From “Guidance” to Permanent Regulation
The Inflation Reduction Act (IRA) gave CMS temporary authority to run the first three negotiation cycles (IPAY 2026, 2027, and 2028) through program instruction rather than formal notice-and-comment rulemaking.
That administrative shortcut is expiring. Starting with IPAY 2029, CMS must do this the hard way: through the Administrative Procedure Act (APA). This requires public comment, a defensive administrative record, and a final rule that cannot be quietly revised via a memo.
Substantively, much of the proposal codifies the last three years of guidance: restating selection criteria, negotiation factors, and the bona fide marketing test into formal regulatory language. It is the same substance, but it is becoming harder for a future administration to walk back.
Closing the Subcutaneous Loophole
However, CMS is also using this transition to plug what it sees as a gap. The agency calls it “closing a fixed combination drug loophole.” The industry has another word for it: evergreening.
Under current policy, a fixed combination drug with two or more active ingredients counts as a single drug for negotiation eligibility. To bypass this, manufacturers could launch a new formulation of a qualifying drug by adding an ingredient that enables a different route of administration (e.g., swapping an IV infusion for an under-the-skin shot). Under the old guidance, that new formulation escaped being aggregated with the original drug, effectively resetting the negotiation clock.
While CMS’s example in the proposal is anonymized (active ingredient X + hyaluronidase), the target is obvious. This architecture sits under some of the most recognizable, high-revenue names in oncology and immunology.
If a fixed combination drug shares active ingredients with another product from the same NDA or BLA holder, and the primary difference is an added ingredient enabling a new route of administration, CMS will treat them as a single drug. The agency will aggregate first and ask formulation questions later.

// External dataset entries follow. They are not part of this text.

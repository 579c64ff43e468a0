//! Terminal summary renderer for load test results.
//!
//! Produces a colorized, human-readable summary with:
//! - A header describing the plan that ran
//! - Dotted-line metric rows (metric.........: value)
//! - Error classification breakdown
//! - A per-label table
//!
//! [`render_summary`] is a pure function returning a [`String`]. Color
//! coding goes through the `colored` crate, which respects the global
//! override set by [`colored::control::set_override(false)`] when
//! `--no-color` is active or stdout is piped.

use colored::Colorize;

use crate::loadtest::engine::LoadTestResult;
use crate::loadtest::plan::TestPlan;

/// Width for dotted metric row padding.
const PAD_WIDTH: usize = 40;

/// Widest label shown in the per-label table before truncation.
const LABEL_WIDTH: usize = 30;

/// Render the end-of-run summary.
///
/// # Layout
///
/// ```text
///           /\      |  loadplan run
///          /  \     |
///     /\  /    \    |  plan:      Test Plan
///    /  \/      \   |  groups:    1
///   /    \       \  |  threads:   2
///  /      \       \ |  results:   results.jtl
///
///   http_req_duration.......................: avg=45.0ms  min=3ms  max=210ms
///   http_req_percentiles....................: p50=40ms  p90=120ms  p95=150ms  p99=200ms
///   samples.................................: 22
///   ...
/// ```
pub fn render_summary(result: &LoadTestResult, plan: &TestPlan) -> String {
    let snap = &result.snapshot;
    let elapsed_secs = result.elapsed.as_secs_f64();
    let mut lines = Vec::new();

    lines.push(render_header(
        &plan.name,
        plan.thread_groups.len(),
        plan.total_threads(),
        &result.output.display().to_string(),
    ));

    let duration_value = format!(
        "avg={:.1}ms  min={}ms  max={}ms",
        snap.mean, snap.min, snap.max
    );
    lines.push(format_metric_row("http_req_duration", &duration_value, PAD_WIDTH));

    let percentile_value = format!(
        "p50={}ms  p90={}ms  p95={}ms  p99={}ms",
        snap.p50, snap.p90, snap.p95, snap.p99
    );
    let percentile_colored = if snap.p99 < 1000 {
        percentile_value.green().to_string()
    } else {
        percentile_value.yellow().to_string()
    };
    lines.push(format_metric_row(
        "http_req_percentiles",
        &percentile_colored,
        PAD_WIDTH,
    ));

    lines.push(format_metric_row("samples", &snap.total.to_string(), PAD_WIDTH));

    let passed = snap.total - snap.failures;
    lines.push(format_metric_row(
        "samples_passed",
        &passed.to_string().green().to_string(),
        PAD_WIDTH,
    ));

    let failed_str = if snap.failures > 0 {
        snap.failures.to_string().red().to_string()
    } else {
        snap.failures.to_string()
    };
    lines.push(format_metric_row("samples_failed", &failed_str, PAD_WIDTH));

    lines.push(format_metric_row(
        "error_rate",
        &colored_rate(snap.error_rate * 100.0),
        PAD_WIDTH,
    ));

    let throughput = snap.throughput(elapsed_secs);
    lines.push(format_metric_row(
        "throughput",
        &format!("{throughput:.1} req/s").green().to_string(),
        PAD_WIDTH,
    ));

    lines.push(format_metric_row(
        "data_received",
        &format_bytes(snap.bytes),
        PAD_WIDTH,
    ));

    let mut elapsed_value = format!("{elapsed_secs:.1}s");
    if result.stopped_early {
        elapsed_value.push_str(&" (stopped early)".yellow().to_string());
    }
    lines.push(format_metric_row("elapsed", &elapsed_value, PAD_WIDTH));

    if !snap.error_category_counts.is_empty() {
        lines.push(String::new());
        lines.push("  errors:".to_string());
        let mut categories: Vec<_> = snap.error_category_counts.iter().collect();
        categories.sort_by(|a, b| b.1.cmp(a.1));
        for (category, count) in categories {
            lines.push(format_metric_row(
                &format!("    {category}"),
                &count.to_string().red().to_string(),
                PAD_WIDTH,
            ));
        }
    }

    if !snap.per_label.is_empty() {
        lines.push(String::new());
        lines.push("  per-label metrics:".to_string());
        lines.push(String::new());
        lines.push(format!(
            "  {:<30} {:>7} {:>9} {:>7} {:>8} {:>7} {:>7}",
            "label", "samples", "rate", "err%", "avg", "p90", "p99"
        ));
        lines.push(format!("  {}", "\u{2500}".repeat(81)));

        for label in &snap.per_label {
            let rate = label.total as f64 / elapsed_secs.max(f64::EPSILON);
            let display_name = if label.label.chars().count() > LABEL_WIDTH {
                let head: String = label.label.chars().take(LABEL_WIDTH - 3).collect();
                format!("{head}...")
            } else {
                label.label.clone()
            };

            let p99_str = format!("{}ms", label.p99);
            let p99_colored = if label.p99 > 1000 {
                p99_str.yellow().to_string()
            } else {
                p99_str.green().to_string()
            };

            lines.push(format!(
                "  {:<30} {:>7} {:>9} {:>7} {:>8} {:>7} {:>7}",
                display_name,
                label.total,
                format!("{rate:.1}/s"),
                colored_rate(label.error_rate * 100.0),
                format!("{:.1}ms", label.mean),
                format!("{}ms", label.p90),
                p99_colored,
            ));
        }
    }

    lines.join("\n")
}

/// Render the ASCII art header with plan details.
fn render_header(plan_name: &str, groups: usize, threads: u32, output: &str) -> String {
    format!(
        r#"
          /\      |  {}
         /  \     |
    /\  /    \    |  plan:      {}
   /  \/      \   |  groups:    {}
  /    \       \  |  threads:   {}
 /      \       \ |  results:   {}
"#,
        "loadplan run".bold(),
        plan_name,
        groups,
        threads,
        output,
    )
}

/// Error percentage colored green up to 1%, yellow up to 5%, red above.
fn colored_rate(pct: f64) -> String {
    let text = format!("{pct:.1}%");
    if pct > 5.0 {
        text.red().to_string()
    } else if pct > 1.0 {
        text.yellow().to_string()
    } else {
        text.green().to_string()
    }
}

fn format_bytes(bytes: u64) -> String {
    const KIB: f64 = 1024.0;
    let b = bytes as f64;
    if b >= KIB * KIB {
        format!("{:.1} MiB", b / (KIB * KIB))
    } else if b >= KIB {
        format!("{:.1} KiB", b / KIB)
    } else {
        format!("{bytes} B")
    }
}

/// Format a single metric row with dot-padding.
///
/// Produces: `"  metric_name..................: value_string"`
fn format_metric_row(name: &str, value: &str, pad_width: usize) -> String {
    format!("  {name:.<pad_width$}: {value}")
}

The Looming Policy Collision: IRA meets GUARD
Because this is 2026, this rule does not exist in a vacuum. The same week CMS proposed making the negotiation program permanent, a revised version of GUARD, the proposed Part D MFN pilot, went to the Office of Management and Budget for final review.
GUARD is designed to cover 25% of Part D beneficiaries, forcing manufacturers of sole-source drugs in designated classes to pay rebates when U.S. prices exceed international benchmarks. It is slated to launch January 1, 2027. And cost beneficiaries billions, but whatever, amIright?
These two programs are on a direct collision course:
A product selected for IRA negotiation gets a Maximum Fair Price (MFP) applied nationally.
If that same product is a sole-source drug in a GUARD pilot region, it faces a second, separate international-reference rebate.
The administration has not explained how to reconcile an already-negotiated MFP with a GUARD rebate. We have already seen a microcosm of this chaos: semaglutide’s negotiated MFP came in at $274, while a separate voluntary MFN deal set a Medicare price of $245. Same molecule, two competing federal numbers. GUARD threatens to turn that one-off anomaly into a permanent structural feature.
The Bottom Line
For manufacturers, codification cuts both ways. It buys predictability, but it also means a future, industry-friendly administration cannot simply soften enforcement with a memo; they would have to endure the same grueling rulemaking process CMS is undergoing now.
With the anti-evergreening fix narrowing reformulation strategies, and the small biotech temporary floor being resurrected for 2029 and 2030, the stakes are incredibly high. Comments close August 17. Nobody’s summer is getting easier.